Negronis and Side Projects

Posted: July 14, 2014, filed under: Projects

One thing that may not be evident from my web presence is that I'm into cocktails. I had the best Negroni of my life at Gin Palace the other night, and when I needed an idea for a project, naturally that Negroni came to mind. Enter the Negroni Awareness Coalition (the NAC). Quickie screenshot:

Screen Shot 2014-07-14 at 11.27.51 AM
A Negroni is a delicious gin and Campari drink, by the way.

Some back story: I'm a newly minted facilitator for the company Decoded and, as my training, I participated in the Code in a Day workshop (which I'll be facilitating). The premise of the workshop is a 'web app in a day'. It's so nice to have an excuse to just sit down and make something, blank canvas style. Decoded is doing super cool stuff, maybe a future post on that.

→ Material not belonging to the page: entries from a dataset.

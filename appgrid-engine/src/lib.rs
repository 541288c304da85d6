//! Dynamic schema and record engine with file-backed storage
//!
//! Users define directories (tables) and typed fields at runtime; this crate
//! validates, normalizes and persists records against those definitions. Field
//! types are dispatched by name through the injected
//! [`FieldProcessorRegistry`](appgrid_fields::FieldProcessorRegistry), so the
//! record store never knows a type at compile time.
//!
//! ## Overview
//!
//! - **Commands** - every operation is a struct implementing [`Execute`]
//! - **Optimistic concurrency** - record updates carry the version they read;
//!   one concurrent writer wins, the others get [`EngineError::Conflict`]
//! - **Lazy relations** - relation values store foreign ids and are resolved on read
//! - **Best-effort migrations** - key renames, type changes and field deletes
//!   rewrite records one at a time and report a [`MigrationReport`]
//! - **Audit trail** - [`EngineOperationProcessor`] appends JSONL activity logs
//!
//! ## Basic Usage
//!
//! ```rust,no_run
//! use appgrid_engine::{directory::CreateDirectory, field::CreateField, record::CreateRecord};
//! use appgrid_engine::{EngineContext, Execute};
//! use appgrid_fields::FieldDef;
//!
//! # async fn example() -> Result<(), Box<dyn std::error::Error>> {
//! let ctx = EngineContext::open("/path/to/data")?;
//!
//! let dir = CreateDirectory::new("crm", "sales", "Contacts")
//!     .execute(&ctx)
//!     .await
//!     .into_result()?;
//! let dir_id = dir["id"].as_str().unwrap_or_default();
//!
//! CreateField::new(dir_id, FieldDef::new("name", "text").required())
//!     .execute(&ctx)
//!     .await
//!     .into_result()?;
//!
//! let record = CreateRecord::new(dir_id, Default::default())
//!     .with_prop("name", "Alice")
//!     .execute(&ctx)
//!     .await
//!     .into_result()?;
//! println!("Created record {} at version {}", record["id"], record["version"]);
//! # Ok(())
//! # }
//! ```
//!
//! ## Storage Structure
//!
//! ```text
//! root/
//! ├── appgrid.toml                       # Optional configuration
//! ├── activity/
//! │   └── current.jsonl                  # Global operation log
//! └── directories/
//!     └── {directory_id}/
//!         ├── directory.yaml             # Directory metadata
//!         ├── categories.yaml            # Record category tree
//!         ├── field_categories/{id}.yaml # Field groupings
//!         ├── fields/definitions/{key}.yaml
//!         ├── migrations.yaml            # Records a migration left behind
//!         └── records/
//!             ├── {id}.json              # Record
//!             ├── {id}.jsonl             # Per-record operation log
//!             └── {id}.lock              # Write lock
//! ```

pub mod config;
mod context;
mod error;
mod operation;
mod processor;
pub mod types;

// Command modules
pub mod activity;
pub mod category;
pub mod directory;
pub mod field;
pub mod field_category;
pub mod record;
pub mod relation;

pub use async_trait::async_trait;
pub use operation::{Execute, ExecutionResult, Operation};

pub use config::EngineConfig;
pub use context::{EngineContext, RecordLock};
pub use error::{EngineError, Result};
pub use processor::EngineOperationProcessor;
pub use relation::RelationResolver;

// Re-export commonly used types
pub use types::{
    CategoryId, CategoryNode, CategoryTree, Directory, DirectoryConfig, DirectoryId,
    DirectoryKind, FieldCategory, FieldCategoryId, LogEntry, MigrationReport, MigrationStep,
    Pagination, PendingMigration, Record, RecordId, RecordStatus, SortOrder, SortSpec,
    CATEGORY_KEY,
};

At the moment, the above just a snarky site that tells you how far you are from the Gin Palace, but I think it might be fun to continue working on it. Plus I showed it to the lovely bartender there ... maybe it will become a bigger thing! A Negroni tracking system or something.

On side projects

I've had a rocky relationship with side projects. On one hand, of course I should have one (or three)! On the other hand, I spend so much time on the computer I really want to add a bunch of unpaid work to my plate? At least I keep this blog relatively up to date, though I've definitely semi-abandoned some promising side projects in past.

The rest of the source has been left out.